Este lunes en Argentina es el Día del Periodista, en recuerdo de aquel 7 de junio de 1810 en que viera la luz la “Gazeta de Buenos Ayres”, de Mariano Moreno, el primer periódico de la etapa independentista argentina.
O sea, que mal empezamos: en Argentina se celebra al primer libelo oficialista que tuvo el país tras la Revolución de Mayo, para mayor gloria de las nuevas ideas gobernantes y sus políticas (insértese aquí el emoticón que corresponda). Así que formalmente –aunque entre líneas- la naturaleza misma del periodista argentino es la del propagandista o –más aggiornado- del “periodista militante”, ese oxímoron agravado por el vínculo, toda vez que la gran mayoría de los así caracterizados “milita” en favor del poder de turno (agréguese otro emoticón similar o idéntico).
De hecho, casualidades de la vida, hoy están festejando al unísono en Misiones los periodistas en su día y los políticos en el día después (porque los políticos siempre festejan tras cada elección, independientemente de su resultado, vaya usted a saber por qué).
Pero más allá de estas “minucias”, que no dejan de ser significativas, este 7 de junio se convierte en la enésima oportunidad para sacarse los anteojos y otear el panorama a ver dónde el momento encuentra parada a la profesión. Y el momento es desafiante: pandemia, infodemia, posverdad, crisis económica, nuevos hábitos producto de las nuevas tecnologías…
Para la profesión periodística, tal vez el mayor reto que hay que afrontar sea el de la desinformación. Porque apela directamente a su línea de flotación: la búsqueda de la verdad. Y en una época en la que las verdades se difuminan, en la que la “autoridad” ética, moral o intelectual está en entredicho en todos los órdenes (al punto de que un presidente o cualquier activista se siente tan o más capacitado que un científico), el periodismo se encuentra hoy compitiendo en espacio, alcance y –lo que es más grave- capacidad de convicción con un tuit o un mensaje de whatsapp salido quién sabe de dónde o con qué intención.

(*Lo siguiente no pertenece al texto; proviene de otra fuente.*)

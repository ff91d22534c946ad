use std::io;
use std::path::PathBuf;

use thiserror::Error;

/// Error type for stage IO, schema, model loading and configuration failures.
///
/// Per-record extraction failures never surface through this type past the
/// record boundary; they degrade to the `unknown` sentinel instead.
#[derive(Debug, Error)]
pub enum PipelineError {
    #[error("input file '{}' was not found", path.display())]
    MissingInputFile { path: PathBuf },
    #[error("expected column '{column}' is missing from {context}")]
    SchemaMismatch { column: String, context: String },
    #[error("invalid value {value:?} in column '{column}' at row {row}")]
    InvalidValue {
        column: String,
        row: usize,
        value: String,
    },
    #[error("no dependency annotation for text {text:?}")]
    NotAnnotated { text: String },
    #[error("malformed annotation in '{origin}' at line {line}: {reason}")]
    MalformedAnnotation {
        origin: String,
        line: usize,
        reason: String,
    },
    #[error("malformed word vectors in '{origin}' at line {line}: {reason}")]
    MalformedVectors {
        origin: String,
        line: usize,
        reason: String,
    },
    #[error("configuration error: {0}")]
    Configuration(String),
    #[error(transparent)]
    Csv(#[from] csv::Error),
    #[error(transparent)]
    Json(#[from] serde_json::Error),
    #[error(transparent)]
    Io(#[from] io::Error),
}
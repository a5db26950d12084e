use std::fmt::Display;
use std::ops::ControlFlow;
use std::sync::Arc;
use std::time::Duration;

use serde::{Deserialize, Serialize};
use tokio::{net::TcpStream, sync::mpsc, time::timeout};
use tracing::{debug, info, warn};

use crate::{
    carrier::{CarrierEvent, CarrierEvents},
    config::{Config, Dockserver},
    device::{CarrierMode, DeviceConfig, DeviceId},
    error::Error,
    forward::{self, TerminationReason},
    serial::{SerialHandle, SerialOpen},
};

/// Where a device's session currently is.
///
/// A session cycles `Idle → OpeningSerial → WaitingCarrier (monitored
/// only) → ConnectingTcp → Active → Closing → Idle` for as long as the
/// process lives. Repeated cycles are normal; devices flap.
#[derive(Debug, Clone, Copy, Serialize, Deserialize, PartialEq, Eq, Hash)]
pub enum Phase {
    /// Waiting for the device to be present.
    Idle,

    /// The device showed up; opening the serial port.
    OpeningSerial,

    /// Port open, waiting for the carrier-detect line to come up.
    /// Direct devices never enter this phase.
    WaitingCarrier,

    /// Establishing the dockserver connection.
    ConnectingTcp,

    /// Forwarding bytes.
    Active,

    /// Releasing the serial handle and the socket.
    Closing,
}

impl Display for Phase {
    fn fmt(&self, f: &mut std::fmt::Formatter<'_>) -> std::fmt::Result {
        match self {
            Phase::Idle => write!(f, "idle"),
            Phase::OpeningSerial => write!(f, "opening serial"),
            Phase::WaitingCarrier => write!(f, "waiting for carrier"),
            Phase::ConnectingTcp => write!(f, "connecting to dockserver"),
            Phase::Active => write!(f, "active"),
            Phase::Closing => write!(f, "closing"),
        }
    }
}

/// What sessions tell the supervisor.
#[derive(Debug)]
pub(crate) enum Report {
    /// The session moved to a new phase.
    Phase {
        device: DeviceId,
        phase: Phase,
    },

    /// The session observed the dockserver link failing.
    /// The supervisor takes the whole process down.
    Fatal {
        device: DeviceId,
        error: Error,
    },
}

/// How one pass through the state machine ended.
enum Exit {
    /// The serial side went away. Routine; back to idle.
    Serial,

    /// The dockserver link failed.
    Fatal(Error),

    /// The supervisor is gone; the task should end.
    Shutdown,
}

/// What to do after waiting for carrier.
enum Step {
    Proceed,
    Close,
    Shutdown,
}

/// One device's session state machine.
///
/// Consumes presence and carrier events, owns the serial handle and the
/// dockserver socket while active, and never shares either.
pub(crate) struct Session {
    device: DeviceConfig,
    dockserver: Dockserver,
    connect_timeout: Duration,
    open_delay: Duration,
    opener: Arc<dyn SerialOpen>,
    presence: mpsc::UnboundedReceiver<bool>,
    reports: mpsc::UnboundedSender<Report>,
}

impl Session {
    pub(crate) fn new(
        device: DeviceConfig,
        config: &Config,
        opener: Arc<dyn SerialOpen>,
        presence: mpsc::UnboundedReceiver<bool>,
        reports: mpsc::UnboundedSender<Report>,
    ) -> Self {
        Self {
            device,
            dockserver: config.dockserver.clone(),
            connect_timeout: Duration::from_millis(config.connect_timeout_ms),
            open_delay: Duration::from_millis(config.open_delay_ms),
            opener,
            presence,
            reports,
        }
    }

    fn set_phase(&self, phase: Phase) {
        debug!(%phase, "Phase change");

        let _ = self.reports.send(Report::Phase {
            device: self.device.path.clone(),
            phase,
        });
    }

    pub(crate) async fn run(mut self) {
        self.set_phase(Phase::Idle);

        loop {
            let present = match self.presence.recv().await {
                Some(present) => present,
                None => break,
            };

            if !present {
                continue;
            }

            if self.cycle().await.is_break() {
                break;
            }
        }

        debug!("Session task ending");
    }

    /// One `Idle → … → Idle` pass. Breaks when the task should end.
    async fn cycle(&mut self) -> ControlFlow<()> {
        self.set_phase(Phase::OpeningSerial);

        if !self.open_delay.is_zero() {
            tokio::time::sleep(self.open_delay).await;
        }

        let mut handle = match self.opener.open(&self.device) {
            Ok(handle) => handle,
            Err(error) => {
                warn!(%error, "Will retry when the device shows up again");
                self.set_phase(Phase::Idle);
                return ControlFlow::Continue(());
            }
        };

        let mut carrier = matches!(self.device.mode, CarrierMode::Monitored)
            .then(|| CarrierEvents::subscribe(&handle));

        let exit = self.drive(&mut handle, &mut carrier).await;

        self.set_phase(Phase::Closing);
        drop(carrier);
        drop(handle);
        self.set_phase(Phase::Idle);

        match exit {
            Exit::Serial => ControlFlow::Continue(()),
            Exit::Fatal(error) => {
                let _ = self.reports.send(Report::Fatal {
                    device: self.device.path.clone(),
                    error,
                });
                ControlFlow::Break(())
            }
            Exit::Shutdown => ControlFlow::Break(()),
        }
    }

    /// From freshly opened serial handle to the end of the session.
    async fn drive(
        &mut self,
        handle: &mut SerialHandle,
        carrier: &mut Option<CarrierEvents>,
    ) -> Exit {
        if carrier.is_some() {
            self.set_phase(Phase::WaitingCarrier);

            match self.await_carrier(carrier).await {
                Step::Proceed => {}
                Step::Close => return Exit::Serial,
                Step::Shutdown => return Exit::Shutdown,
            }
        }

        self.set_phase(Phase::ConnectingTcp);

        let socket = match self.connect().await {
            Ok(socket) => socket,
            Err(error) => return Exit::Fatal(error),
        };

        info!(
            "Forwarding {} <-> {}:{}",
            self.device.path, self.dockserver.host, self.dockserver.port
        );
        self.set_phase(Phase::Active);

        self.forward(handle, carrier, socket).await
    }

    /// Wait until carrier comes up, the device disappears, or everything
    /// is shutting down.
    async fn await_carrier(&mut self, carrier: &mut Option<CarrierEvents>) -> Step {
        loop {
            tokio::select! {
                // A device that is physically gone outranks whatever the
                // carrier line claims.
                biased;

                presence = self.presence.recv() => match presence {
                    Some(true) => continue,
                    Some(false) => {
                        debug!("Device removed while waiting for carrier");
                        break Step::Close;
                    }
                    None => break Step::Shutdown,
                },
                event = next_carrier(carrier) => match event {
                    Some(CarrierEvent { up: true }) => {
                        debug!("Carrier up");
                        break Step::Proceed;
                    }
                    Some(CarrierEvent { up: false }) => continue,
                    // The port went away underneath us.
                    None => break Step::Close,
                },
            }
        }
    }

    async fn connect(&self) -> Result<TcpStream, Error> {
        let host = self.dockserver.host.as_str();
        let port = self.dockserver.port;

        match timeout(self.connect_timeout, TcpStream::connect((host, port))).await {
            Ok(Ok(socket)) => Ok(socket),
            Ok(Err(e)) => Err(Error::TcpConnect {
                device: self.device.path.clone(),
                reason: e.to_string(),
            }),
            Err(_) => Err(Error::TcpConnect {
                device: self.device.path.clone(),
                reason: format!("timed out after {:?}", self.connect_timeout),
            }),
        }
    }

    /// Run the relay until something ends the session.
    async fn forward(
        &mut self,
        handle: &mut SerialHandle,
        carrier: &mut Option<CarrierEvents>,
        socket: TcpStream,
    ) -> Exit {
        let relay = forward::run(handle, socket);
        tokio::pin!(relay);

        loop {
            tokio::select! {
                // Same tie-break as while waiting for carrier: presence
                // loss wins over a carrier glitch in the same batch.
                biased;

                presence = self.presence.recv() => match presence {
                    Some(true) => continue,
                    Some(false) => {
                        info!("Device removed, closing its dockserver connection");
                        break Exit::Serial;
                    }
                    None => break Exit::Shutdown,
                },
                event = next_carrier(carrier) => match event {
                    Some(CarrierEvent { up: false }) => {
                        info!("Carrier lost, closing the dockserver connection");
                        break Exit::Serial;
                    }
                    Some(CarrierEvent { up: true }) => continue,
                    None => break Exit::Serial,
                },
                reason = &mut relay => break match reason {
                    TerminationReason::SerialClosed | TerminationReason::SerialError => {
                        info!(?reason, "Serial side ended the session");
                        Exit::Serial
                    }
                    TerminationReason::TcpClosed => Exit::Fatal(Error::TcpLinkLost {
                        device: self.device.path.clone(),
                        reason: "connection closed by the dockserver".into(),
                    }),
                    TerminationReason::TcpError => Exit::Fatal(Error::TcpLinkLost {
                        device: self.device.path.clone(),
                        reason: "connection error".into(),
                    }),
                },
            }
        }
    }
}

/// The next carrier event, or pend forever for direct devices.
///
/// Letting disabled-subscription arms pend keeps the select arms in the
/// session uniform across carrier modes.
async fn next_carrier(events: &mut Option<CarrierEvents>) -> Option<CarrierEvent> {
    match events {
        Some(events) => events.next().await,
        None => std::future::pending().await,
    }
}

Y todo ello atravesado por una situación crítica a nivel económico y laboral, donde el desplome del andamiaje tradicional de la “prensa” y su consiguiente transformación del negocio han depositado en el trabajador las responsabilidades que históricamente correspondían los empresarios. Una mochila muy pesada para quien, acostumbrado a averiguar, interpretar, contextualizar y difundir hechos, ahora debe además encargarse de su difusión y su “venta”, pues sin clicks su medio se derrumba.

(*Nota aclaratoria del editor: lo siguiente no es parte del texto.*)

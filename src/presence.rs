use std::collections::HashSet;
use std::path::PathBuf;

use notify::{EventKind, RecommendedWatcher, RecursiveMode, Watcher};
use tokio::sync::mpsc;
use tracing::{debug, trace, warn};

use crate::{device::DeviceId, device::Registry, error::Error};

/// A configured device appeared or disappeared from the filesystem.
#[derive(Debug, Clone, PartialEq, Eq)]
pub struct PresenceEvent {
    /// The device the event is about.
    pub device: DeviceId,

    /// Whether the device node now exists.
    pub present: bool,
}

/// Watches the filesystem locations of the configured devices.
///
/// Emits a [`PresenceEvent`] per appearance/disappearance, in arrival
/// order and without coalescing, plus one synthetic `present` event for
/// every device that already exists when the watcher starts. The stream
/// is infinite; to restart it, build a new watcher.
pub struct PresenceWatcher {
    rx: mpsc::UnboundedReceiver<PresenceEvent>,

    // Watching stops when this is dropped.
    _watcher: RecommendedWatcher,
}

impl PresenceWatcher {
    /// Watch the parent directories of all configured devices.
    ///
    /// Fails with [`Error::Watch`] if a parent directory cannot be
    /// watched (e.g. it does not exist).
    pub fn watch(registry: &Registry) -> Result<Self, Error> {
        let configured: HashSet<PathBuf> = registry
            .configured_devices()
            .iter()
            .map(|device| device.path.as_path().to_path_buf())
            .collect();

        let parents: HashSet<PathBuf> = configured
            .iter()
            .filter_map(|path| path.parent())
            .map(|parent| parent.to_path_buf())
            .collect();

        let (tx, rx) = mpsc::unbounded_channel();

        let event_tx = tx.clone();
        let watched = configured.clone();
        let mut watcher = notify::recommended_watcher(move |result: notify::Result<notify::Event>| {
            let event = match result {
                Ok(event) => event,
                Err(e) => {
                    warn!(%e, "Filesystem watch error");
                    return;
                }
            };

            let present = match event.kind {
                EventKind::Create(_) => true,
                EventKind::Remove(_) => false,
                _ => return,
            };

            for path in event.paths {
                if !watched.contains(&path) {
                    trace!(?path, "Not a configured device, ignoring");
                    continue;
                }

                let device = DeviceId::from(path.to_string_lossy());
                debug!(%device, present, "Presence change");

                if event_tx.send(PresenceEvent { device, present }).is_err() {
                    // Receiver gone; nothing left to tell.
                    return;
                }
            }
        })
        .map_err(|e| Error::Watch(e.to_string()))?;

        for parent in &parents {
            watcher
                .watch(parent, RecursiveMode::NonRecursive)
                .map_err(|e| {
                    Error::Watch(format!("Could not watch `{}`: {e}", parent.display()))
                })?;
        }

        // Only scan once the watches are established, so a device
        // plugged in around startup is either seen here or by inotify,
        // never missed. Sessions tolerate seeing it twice.
        for path in &configured {
            if path.exists() {
                let device = DeviceId::from(path.to_string_lossy());
                debug!(%device, "Device already present at startup");

                tx.send(PresenceEvent {
                    device,
                    present: true,
                })
                .expect("Receiver is alive, it is returned from this function");
            }
        }

        Ok(Self { rx, _watcher: watcher })
    }

    /// The next presence event. `None` means the watcher stopped.
    pub async fn recv(&mut self) -> Option<PresenceEvent> {
        self.rx.recv().await
    }
}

Muchos han caído en la tentación de torcer o disfrazar la verdad, no ya con fines ideólogicos (como ocurrió toda la vida, tampoco la pavada) sino para “llamar la atención”, a la caza de potenciales lectores y/o anunciantes. Y las multiplataformas y la mencionada debacle del criterio de “autoridad” han hecho el resto: como casi nadie se fija de dónde procede o quién es responsable de lo que le salta a su pantalla de celular, las malas prácticas no las cometen los malos periodistas sino el periodismo en su conjunto. Hablando en pueblo, pagan justos por pecadores. Y el periodismo siempre ha sido muy hábil para desenmascarar al político o al empresario de turno, pero muy torpe para manejar al “enemigo interno”, que es precisamente el mal periodismo.
¡Cómo hemos cambiado!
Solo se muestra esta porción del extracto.